Zabbix provides many ways to monitor different aspects of your IT infrastructure and indeed, almost anything one might want to hook to it. It can be characterized as a semi-distributed monitoring system with centralized management. While many installations have a single central database, it is possible to use distributed monitoring with nodes and proxies, and most installations will use Zabbix agents.
So what features does Zabbix provide? They are:
Centralized, easy to use web interface
Server that runs on most Unix-like operating systems, including Linux, AIX, FreeBSD, OpenBSD, and Solaris
Native agents for most Unix-like operating systems and Microsoft Windows versions
Ability to directly monitor SNMP (v1, 2, and 3) and IPMI devices
Built-in graphing and other visualization capabilities
Notifications that allow for easy integration with other systems
Flexible configuration, including templating
And a lot of other features that would allow you to implement a sophisticated monitoring solution
If we look at a simplified network from the Zabbix perspective, placing Zabbix server at the center, the communication of the various monitoring aspects matters. The following image depicts a relatively simple Zabbix setup with several of the monitoring capabilities used and different device categories connected.

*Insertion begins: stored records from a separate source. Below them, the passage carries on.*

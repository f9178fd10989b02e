//! Reading and writing the INI-like settings file.
//!
//! ```text
//! ## Settings file was created by plugin Example
//!
//! [General]
//!
//! ## How fast things move
//! # Setting type: i32
//! # Default value: 10
//! # Acceptable value range: From 0 to 100
//! Speed = 10
//! ```

use crate::definition::ConfigDefinition;
use crate::entry::ErasedEntry;
use std::collections::BTreeMap;
use std::fmt::Write as _;
use std::sync::Arc;
use tracing::warn;

/// Parses `key = value` pairs grouped under `[section]` headers.
///
/// Lines that cannot be understood are skipped with a warning so one bad
/// line never prevents the rest of the file from loading.
pub(crate) fn parse(text: &str) -> BTreeMap<ConfigDefinition, String> {
    let mut values = BTreeMap::new();
    let mut section: Option<String> = None;

    for (number, raw_line) in text.lines().enumerate() {
        let line = raw_line.trim();
        if line.is_empty() || line.starts_with('#') {
            continue;
        }

        if line.starts_with('[') && line.ends_with(']') {
            section = Some(line[1..line.len() - 1].trim().to_string());
            continue;
        }

        let Some((key, value)) = line.split_once('=') else {
            warn!("Skipping line {}: expected 'key = value', found '{}'", number + 1, line);
            continue;
        };

        let Some(section) = section.as_deref() else {
            warn!("Skipping line {}: setting '{}' is outside of any section", number + 1, key.trim());
            continue;
        };

        match ConfigDefinition::new(section, key.trim()) {
            Ok(definition) => {
                values.insert(definition, value.trim().to_string());
            }
            Err(e) => warn!("Skipping line {}: {}", number + 1, e),
        }
    }

    values
}

enum Line<'a> {
    Bound(&'a dyn ErasedEntry),
    Orphan(&'a str),
}

/// Renders bound entries and orphans into the file layout shown above.
/// Orphans that share a definition with a bound entry are not written.
pub(crate) fn render(
    owner: Option<&str>,
    entries: &BTreeMap<ConfigDefinition, Arc<dyn ErasedEntry>>,
    orphans: &BTreeMap<ConfigDefinition, String>,
) -> String {
    let mut lines: BTreeMap<&ConfigDefinition, Line<'_>> = orphans
        .iter()
        .map(|(definition, value)| (definition, Line::Orphan(value.as_str())))
        .collect();
    for (definition, entry) in entries {
        lines.insert(definition, Line::Bound(entry.as_ref()));
    }

    let mut out = String::new();
    if let Some(owner) = owner {
        let _ = writeln!(out, "## Settings file was created by plugin {owner}");
        out.push('\n');
    }

    let mut current_section: Option<&str> = None;
    for (definition, line) in lines {
        if current_section != Some(definition.section.as_str()) {
            if current_section.is_some() {
                out.push('\n');
            }
            let _ = writeln!(out, "[{}]", definition.section);
            current_section = Some(definition.section.as_str());
        }

        out.push('\n');
        match line {
            Line::Bound(entry) => {
                write_description(&mut out, entry);
                let _ = writeln!(out, "{} = {}", definition.key, entry.serialized_value());
            }
            Line::Orphan(value) => {
                let _ = writeln!(out, "{} = {}", definition.key, value);
            }
        }
    }

    out
}

fn write_description(out: &mut String, entry: &dyn ErasedEntry) {
    if !entry.description().is_empty() {
        let _ = writeln!(out, "## {}", entry.description().replace('\n', "\n## "));
    }
    let _ = writeln!(out, "# Setting type: {}", entry.setting_type());
    let _ = writeln!(out, "# Default value: {}", entry.default_text());
    if let Some(acceptable) = entry.acceptable_text() {
        let _ = writeln!(out, "# {acceptable}");
    }
}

Our central object is the Zabbix database, with several backends supported. Zabbix server, written in C, and web frontend written in PHP, can both reside on the same machine or on another server. When running each component on a separate machine, both the Zabbix server and the frontend need access to the database, and frontend optionally needs access to Zabbix server to show server status. Required connection directions are depicted by arrows in the following image.
Zabbix server directly monitors multiple devices, but a remote location is separated by a firewall, so it gathers data through a Zabbix proxy. Zabbix proxy and agents, just like the server, are written in C.
While it is perfectly fine to run all three server components on a single machine, there might be good reasons to separate them, like taking advantage of an existing high performance database or web server.
In general, monitored devices have little control over what is monitored most of the configuration is centralized. Such an approach seriously reduces the capabilities of single misconfigured system to bring down the whole monitoring setup.